Walking With God

The prophet Amos, writing under the inspiration of the Holy Spirit, and thus speaking for God, puts a very pointed and pregnant question, where he asks, “Can two walk together except they be agreed?” (Amos 3:3.) The inquiry thus launched forth, and permanently embodied in the word of God, embraces a very wide scope, and is true naturally as well as spiritually. Take, for instance, two people in ordinary life—.

One quiet, reserved, studious, fond of retirement and solitude.

The other, noisy, boisterous, devoted to pleasure and gaiety, a sportsman and a gambler.

Can these two men be bosom friends and intimate associates?

As much as sheep can willingly lie down with dogs, or doves nestle with vultures. There must be a similarity of tastes, inclinations, tempers, and habits, before such a mutual pleasure can be taken in the society of each other, as shall result in any close or permanent intimacy.

Can God, then, walk with man, or man walk with God, except they be agreed?

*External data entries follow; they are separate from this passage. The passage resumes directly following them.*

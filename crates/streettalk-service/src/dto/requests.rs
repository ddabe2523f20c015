//! Request DTOs
//!
//! All request DTOs implement `Deserialize` and `Validate`. Length limits
//! that depend on configuration are checked by the services.

use serde::Deserialize;
use streettalk_core::MediaItem;
use validator::Validate;

/// Attachments allowed on one post
pub const MAX_ATTACHMENTS: usize = 4;

// ============================================================================
// Post Requests
// ============================================================================

/// New top-level post
#[derive(Debug, Clone, Default, Deserialize, Validate)]
pub struct CreatePostRequest {
    /// Raw text as typed; may be blank when media is attached
    #[serde(default)]
    #[validate(length(max = 20000, message = "Post must be at most 20000 characters"))]
    pub content: String,

    /// Attachments already accepted by `MediaService::attach`
    #[serde(default)]
    #[validate(length(max = 4, message = "At most 4 attachments per post"))]
    pub media: Vec<MediaItem>,
}

impl CreatePostRequest {
    pub fn text(content: impl Into<String>) -> Self {
        Self {
            content: content.into(),
            media: Vec::new(),
        }
    }
}

/// Reply to a post or to another reply
#[derive(Debug, Clone, Default, Deserialize, Validate)]
pub struct CreateReplyRequest {
    #[validate(length(min = 1, max = 20000, message = "Reply must be 1-20000 characters"))]
    pub content: String,
}

impl CreateReplyRequest {
    pub fn new(content: impl Into<String>) -> Self {
        Self {
            content: content.into(),
        }
    }
}

// ============================================================================
// Media Requests
// ============================================================================

/// A file picked in the composer
#[derive(Debug, Clone, Deserialize, Validate)]
pub struct MediaUpload {
    #[validate(length(max = 255, message = "File name must be at most 255 characters"))]
    #[serde(default)]
    pub file_name: String,

    /// Declared MIME type, e.g. `image/png`
    #[validate(length(min = 1, max = 127, message = "File type must be 1-127 characters"))]
    pub content_type: String,

    #[serde(default)]
    pub bytes: Vec<u8>,
}

impl MediaUpload {
    pub fn new(file_name: impl Into<String>, content_type: impl Into<String>, bytes: Vec<u8>) -> Self {
        Self {
            file_name: file_name.into(),
            content_type: content_type.into(),
            bytes,
        }
    }
}
//! Domain entities - core business objects

mod emoji;
mod post;
mod rendered;
mod thread;
mod user;
mod vote;

pub use emoji::EmojiEntry;
pub use post::{MediaItem, Post, PostRecord};
pub use rendered::{RenderedContent, TrustLevel};
pub use thread::{
    build_thread, FeedSort, Thread, ThreadOptions, DEFAULT_MAX_DEPTH,
    MAX_REPLY_DEPTH_LIMIT,
};
pub use user::{Author, DEFAULT_DISPLAY_NAME};
pub use vote::VoteSet;
//! Domain error types

mod domain_error;

pub use domain_error::DomainError;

The thing is impossible, God and man continuing what and as they are. God is holy, man unholy. God is infinitely pure, man desperately wicked. God dwelling in the light which no one can approach unto, man sitting in the very darkness and shadow of death. Yet, according to the testimony of the sacred record, Enoch walked with, and pleased God; (Genesis 5:22, Hebrews 11:5); Abraham was the friend of God; (Isaiah 41:8); and believers are the temple of God (2nd Corinthians 6:16). Thus it is plain from God’s own unerring testimony that there is a way whereby God and man may become agreed, and as such walk together; for not only may man walk with God, but God can also walk with man, according to his own promise, “I will dwell in them, and walk in them, and I will be their God, and they shall be my people.” They thus walk together. God walking in them, and they walking with God.

Are they, then, agreed?

They are, or how else could they walk together, if the inspired question of Amos is to stand firm and true?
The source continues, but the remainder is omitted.